Le logement social, grand absent du projet Euratlantique


Alors que les derniers arbitrages dans le cadre du projet Euratlantique sont en cours de négociation, les Jeunes Socialistes de Gironde attirent l’attention sur les insuffisances du projet en matière sociale.

Euratlantique se veut être un projet de modernisation de l’espace urbain, pourtant dans sa configuration actuelle, le projet délaisse le « vivre ensemble » et les équipements de proximité, et favorise une réorganisation duale du tissu urbain où les plus pauvres sont excentrés à la périphérie de la CUB. Les Jeunes Socialistes s’interrogent donc sur cette vision de la « modernité ».

La ville de Bordeaux était déjà tristement célèbre pour sa faible dotation en logements sociaux (15,1%). Elle profite d’Euratlantique pour prolonger sa politique d’éviction des classes populaires hors de ses frontières en faisant le choix en matière de logement social des PLS (Prêt Locatif Social) et PLUS (Prêt Locatif à Usage Social) au détriment du Prêt Locatif Aidé d’Intégration (PLAI).
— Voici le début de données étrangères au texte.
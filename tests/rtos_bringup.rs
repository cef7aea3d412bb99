// CLASSIFICATION: COMMUNITY
// Filename: rtos_bringup.rs v0.1
// Author: Lukas Bower
// Date Modified: 2026-10-18

use std::sync::{Arc, Mutex};

use pmu_rtos::hal::sim::{sim_ucode_image, SimFirmwareStore, SimGpu, SIM_UCODE_ENTRY};
use pmu_rtos::hal::RegisterIo;
use pmu_rtos::pmu::fw_ver::APP_VERSION_GP10B;
use pmu_rtos::pmu::lsfm::{FALCON_ID_FECS, FALCON_ID_GPCCS, FALCON_ID_INVALID};
use pmu_rtos::pmu::mutex::pwr_pmu_mutex_r;
use pmu_rtos::pmu::{mutex_id, PmuCallback, PmuCmd, PmuFwState, PmuMsg, QueueId};
use pmu_rtos::{Pmu, PmuConfig, PmuError};
use serial_test::serial;

fn start(cfg: PmuConfig) -> (SimGpu, Pmu) {
    let _ = env_logger::builder().is_test(true).try_init();
    let gpu = SimGpu::new(&cfg);
    let pmu = Pmu::new(cfg, gpu.hal()).unwrap();
    (gpu, pmu)
}

fn boot(cfg: PmuConfig) -> (SimGpu, Pmu) {
    let (gpu, pmu) = start(cfg);
    pmu.rtos_early_init().unwrap();
    pmu.rtos_init().unwrap();
    pmu.wait_fw_ready(2000).unwrap();
    (gpu, pmu)
}

fn secure() -> PmuConfig {
    PmuConfig {
        secure_boot: true,
        ..PmuConfig::default()
    }
}

#[test]
#[serial]
fn ns_boot_loads_ucode_and_reaches_ready() {
    let (gpu, pmu) = boot(PmuConfig::default());
    let stats = gpu.falcon.stats();
    assert_eq!(stats.boots, 1);
    assert_eq!(stats.secure_starts, 0);
    assert_eq!(stats.boot_vector, SIM_UCODE_ENTRY);
    assert_eq!(stats.imem_bytes as usize, sim_ucode_image().len() / 2);

    let mut code = [0u8; 16];
    gpu.falcon.read_imem(0, &mut code).unwrap();
    assert_eq!(code, [0xC0; 16]);

    assert!(pmu.is_pmu_ready());
    assert!(pmu.is_sw_ready());
    assert!(pmu.is_running());
    assert_eq!(pmu.get_fw_state(), PmuFwState::InitReceived);
    assert!(!pmu.queues().unwrap().is_fb_mode());
    // Software managed DMEM area, 256-byte blocks.
    let dmem = pmu.dmem_allocator().unwrap();
    assert_eq!(dmem.block_size(), 256);
    assert_eq!(dmem.node_count(), 0x8000 / 256);
}

#[test]
#[serial]
fn secure_boot_starts_without_loading_imem() {
    let (gpu, pmu) = boot(secure());
    let stats = gpu.falcon.stats();
    assert_eq!(stats.secure_starts, 1);
    assert_eq!(stats.imem_bytes, 0);
    assert_eq!(stats.sec2_bootstraps, 0);
    assert_eq!(stats.halt_clears, 1);
    assert_eq!(stats.aperture_setups, 1);
    assert!(pmu.is_running());
    assert_eq!(gpu.firmware.outstanding(), 3);
}

#[test]
#[serial]
fn sec2_bootstrap_precedes_secure_start() {
    let (gpu, pmu) = boot(PmuConfig {
        sec2_rtos: true,
        ..secure()
    });
    let stats = gpu.falcon.stats();
    assert_eq!(stats.sec2_bootstraps, 1);
    assert_eq!(stats.secure_starts, 1);
    assert!(pmu.is_running());
}

#[test]
#[serial]
fn sec2_without_secure_boot_is_a_config_error() {
    let _ = env_logger::builder().is_test(true).try_init();
    let cfg = PmuConfig {
        sec2_rtos: true,
        ..PmuConfig::default()
    };
    let gpu = SimGpu::new(&cfg);
    assert!(matches!(Pmu::new(cfg, gpu.hal()), Err(PmuError::Config(_))));
}

#[test]
#[serial]
fn super_surface_boot_uses_fb_queues() {
    let (gpu, pmu) = boot(PmuConfig {
        super_surface: true,
        ..PmuConfig::default()
    });
    assert!(gpu.falcon.has_super_surface());
    assert!(pmu.super_surface().is_some());
    assert!(pmu.queues().unwrap().is_fb_mode());
    assert!(pmu.is_running());

    pmu.remove_support();
    assert!(!gpu.falcon.has_super_surface());
    assert!(pmu.super_surface().is_none());
}

#[test]
#[serial]
fn silent_rtos_times_out_waiting_for_ready() {
    let (gpu, pmu) = start(PmuConfig::default());
    gpu.falcon.set_silent_boot(true);
    pmu.rtos_early_init().unwrap();
    pmu.rtos_init().unwrap();
    assert_eq!(pmu.wait_fw_ready(30), Err(PmuError::TimedOut));
    assert_eq!(pmu.get_fw_state(), PmuFwState::Starting);
    assert!(!pmu.is_running());
    assert!(!pmu.is_pmu_ready());
}

#[test]
#[serial]
fn shutdown_forces_pending_waits() {
    let (gpu, pmu) = start(PmuConfig::default());
    gpu.falcon.set_silent_boot(true);
    pmu.rtos_early_init().unwrap();
    pmu.rtos_init().unwrap();
    gpu.platform.begin_shutdown();
    pmu.wait_fw_ready(u64::MAX).unwrap();
    assert!(pmu.get_fw_ready());
}

#[test]
#[serial]
fn early_init_unwinds_when_firmware_lacks_super_surface() {
    let _ = env_logger::builder().is_test(true).try_init();
    let store = SimFirmwareStore::with_ns_firmware(APP_VERSION_GP10B);
    let gpu = SimGpu::with_firmware(store);
    let cfg = PmuConfig {
        super_surface: true,
        ..PmuConfig::default()
    };
    let pmu = Pmu::new(cfg, gpu.hal()).unwrap();
    assert!(matches!(
        pmu.rtos_early_init(),
        Err(PmuError::InvalidArgument(_))
    ));
    assert_eq!(gpu.firmware.outstanding(), 0);
    assert!(!pmu.is_fw_loaded());
    assert!(pmu.sequences().is_err());
    assert!(pmu.lsfm().is_err());
    assert!(pmu.pg().is_none());
    assert!(pmu.super_surface().is_none());
}

#[test]
#[serial]
fn without_ls_pmu_nothing_is_touched() {
    let (gpu, pmu) = start(PmuConfig {
        support_ls_pmu: false,
        ..PmuConfig::default()
    });
    pmu.rtos_early_init().unwrap();
    pmu.rtos_init().unwrap();
    assert!(gpu.firmware.requested().is_empty());
    assert_eq!(gpu.falcon.stats().resets, 0);
    let lock = pmu.lock_acquire(mutex_id::PG).unwrap();
    assert!(!lock.is_held());
    assert_eq!(gpu.regs.tokens_outstanding(), 0);
}

#[test]
#[serial]
fn lock_acquire_needs_power_gating_set_up() {
    let (gpu, pmu) = start(PmuConfig::default());
    pmu.rtos_early_init().unwrap();
    assert!(matches!(
        pmu.lock_acquire(mutex_id::PG),
        Err(PmuError::InvalidArgument(_))
    ));

    pmu.rtos_init().unwrap();
    pmu.wait_fw_ready(2000).unwrap();
    {
        let lock = pmu.lock_acquire(mutex_id::PG).unwrap();
        assert!(lock.is_held());
        assert_eq!(gpu.regs.read32(pwr_pmu_mutex_r(mutex_id::PG)), lock.token());
        assert_eq!(gpu.regs.tokens_outstanding(), 1);
    }
    assert_eq!(gpu.regs.tokens_outstanding(), 0);
    assert_eq!(gpu.regs.read32(pwr_pmu_mutex_r(mutex_id::PG)), 0);
}

#[test]
#[serial]
fn lock_is_a_no_op_without_elpg() {
    let (gpu, pmu) = boot(PmuConfig {
        can_elpg: false,
        ..PmuConfig::default()
    });
    assert!(pmu.pg().is_none());
    let lock = pmu.lock_acquire(mutex_id::GR).unwrap();
    assert!(!lock.is_held());
    assert_eq!(lock.id(), mutex_id::GR);
    assert_eq!(gpu.regs.tokens_outstanding(), 0);
}

#[test]
#[serial]
fn firmware_held_mutex_reports_busy() {
    let (gpu, pmu) = boot(PmuConfig {
        mutex_retries: 3,
        ..PmuConfig::default()
    });
    gpu.regs.hold_mutex_for_firmware(mutex_id::CLK, 0x42);
    assert_eq!(pmu.lock_acquire(mutex_id::CLK).unwrap_err(), PmuError::Busy);
    gpu.regs.hold_mutex_for_firmware(mutex_id::CLK, 0);
    assert!(pmu.lock_acquire(mutex_id::CLK).unwrap().is_held());
}

#[test]
#[serial]
fn lsfm_bootstraps_falcons_after_one_wpr_init() {
    let (gpu, pmu) = boot(secure());
    let lsfm = pmu.lsfm().unwrap();
    assert_eq!(lsfm.wpr_init_done().observe(), 0);

    pmu.lsfm_bootstrap_ls_falcon(FALCON_ID_FECS).unwrap();
    assert_eq!(lsfm.wpr_init_done().observe(), 1);
    assert_eq!(lsfm.loaded_falcon_id().observe(), FALCON_ID_FECS);

    pmu.lsfm_bootstrap_ls_falcon(FALCON_ID_GPCCS).unwrap();
    assert_eq!(lsfm.loaded_falcon_id().observe(), FALCON_ID_GPCCS);
    assert_eq!(
        gpu.falcon.bootstrapped_falcons(),
        vec![FALCON_ID_FECS, FALCON_ID_GPCCS]
    );
    // WPR init, then one bootstrap per falcon.
    assert_eq!(gpu.falcon.stats().rpcs, 3);
}

#[test]
#[serial]
fn lsfm_bootstrap_times_out_when_rtos_is_mute() {
    let (gpu, pmu) = boot(PmuConfig {
        cmd_timeout_ms: 30,
        ..secure()
    });
    gpu.falcon.set_drop_replies(true);
    assert_eq!(
        pmu.lsfm_bootstrap_ls_falcon(FALCON_ID_FECS),
        Err(PmuError::TimedOut)
    );
    assert_eq!(pmu.lsfm().unwrap().wpr_init_done().observe(), 0);
}

#[test]
#[serial]
fn destroy_and_reboot_reuses_loaded_firmware() {
    let (gpu, pmu) = boot(PmuConfig::default());
    pmu.lsfm_bootstrap_ls_falcon(FALCON_ID_FECS).unwrap();

    pmu.destroy();
    assert_eq!(pmu.get_fw_state(), PmuFwState::Off);
    assert!(!pmu.is_running());
    assert!(!pmu.is_pmu_ready());
    assert!(pmu.queues().is_err());
    assert!(!pmu.pg().unwrap().is_initialized());
    let lsfm = pmu.lsfm().unwrap();
    assert_eq!(lsfm.wpr_init_done().observe(), 0);
    assert_eq!(lsfm.loaded_falcon_id().observe(), FALCON_ID_INVALID);

    pmu.rtos_init().unwrap();
    pmu.wait_fw_ready(2000).unwrap();
    assert!(pmu.is_running());
    assert_eq!(gpu.firmware.requested().len(), 1);
    assert_eq!(gpu.falcon.stats().boots, 2);

    // The reset RTOS needs its WPR region set up again.
    pmu.lsfm_bootstrap_ls_falcon(FALCON_ID_FECS).unwrap();
    assert_eq!(gpu.falcon.stats().rpcs, 4);
}

#[test]
#[serial]
fn rtos_reinit_completes_commands_left_in_flight() {
    let (gpu, pmu) = boot(PmuConfig::default());
    gpu.falcon.set_drop_replies(true);
    let errs = Arc::new(Mutex::new(Vec::new()));
    let sink = Arc::clone(&errs);
    let cb: PmuCallback = Box::new(move |_: &PmuMsg, err: i32| sink.lock().unwrap().push(err));
    let cmd = PmuCmd::new(0x05, vec![1; 4]).unwrap();
    pmu.cmd_post(cmd, None, QueueId::Lpq, Some(cb)).unwrap();
    assert_eq!(pmu.sequences().unwrap().in_use(), 1);

    // Boot again without a destroy in between.
    pmu.rtos_init().unwrap();
    assert_eq!(*errs.lock().unwrap(), vec![PmuError::NotReady.errno()]);
    assert_eq!(pmu.sequences().unwrap().in_use(), 0);
}

#[test]
#[serial]
fn shutdown_marks_power_gating_for_destroy() {
    let (_gpu, pmu) = boot(PmuConfig::default());
    let pg = pmu.pg().unwrap();
    let seen = pg.generation();
    assert!(!pg.state_destroy());

    pmu.shutdown();
    assert_eq!(pmu.get_fw_state(), PmuFwState::Exit);
    assert!(pg.state_destroy());
    assert!(pg.generation() > seen);
    assert!(!pmu.is_running());
}

#[test]
#[serial]
fn remove_support_releases_everything() {
    let (gpu, pmu) = boot(secure());
    assert_eq!(gpu.firmware.outstanding(), 3);

    pmu.remove_support();
    assert_eq!(gpu.firmware.outstanding(), 0);
    assert!(!pmu.is_fw_loaded());
    assert!(!pmu.is_sw_ready());
    assert!(pmu.sequences().is_err());
    assert!(pmu.lsfm().is_err());
    assert!(pmu.pg().is_none());
    assert_eq!(pmu.get_fw_state(), PmuFwState::Off);
    assert_eq!(pmu.fw_ops().unwrap_err(), PmuError::NotReady);
}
Les PLUS-PLS sont une nouvelle version des logements sociaux instaurée par C. Boutin et permettent aux mairies dérogeant à la loi SRU de créer des logements sociaux pour classes moyennes. De cette façon, Euratlantique est l’occasion pour la mairie de Bordeaux de gonfler son pourcentage de logement social tout en évinçant de la ville les classes les plus défavorisées.

Les Jeunes Socialistes de Gironde dénoncent donc l’état actuel du projet de quartier d’affaire autour de la Gare Saint Jean de Bordeaux, qui favorise une vision strictement économique de la ville, au détriment d’un véritable projet urbain social. Une politique de la ville aboutie et durable doit prendre en compte les aspects sociaux des projets d’urbanisme, au premier rang desquels la question du logement social et des équipements de proximité.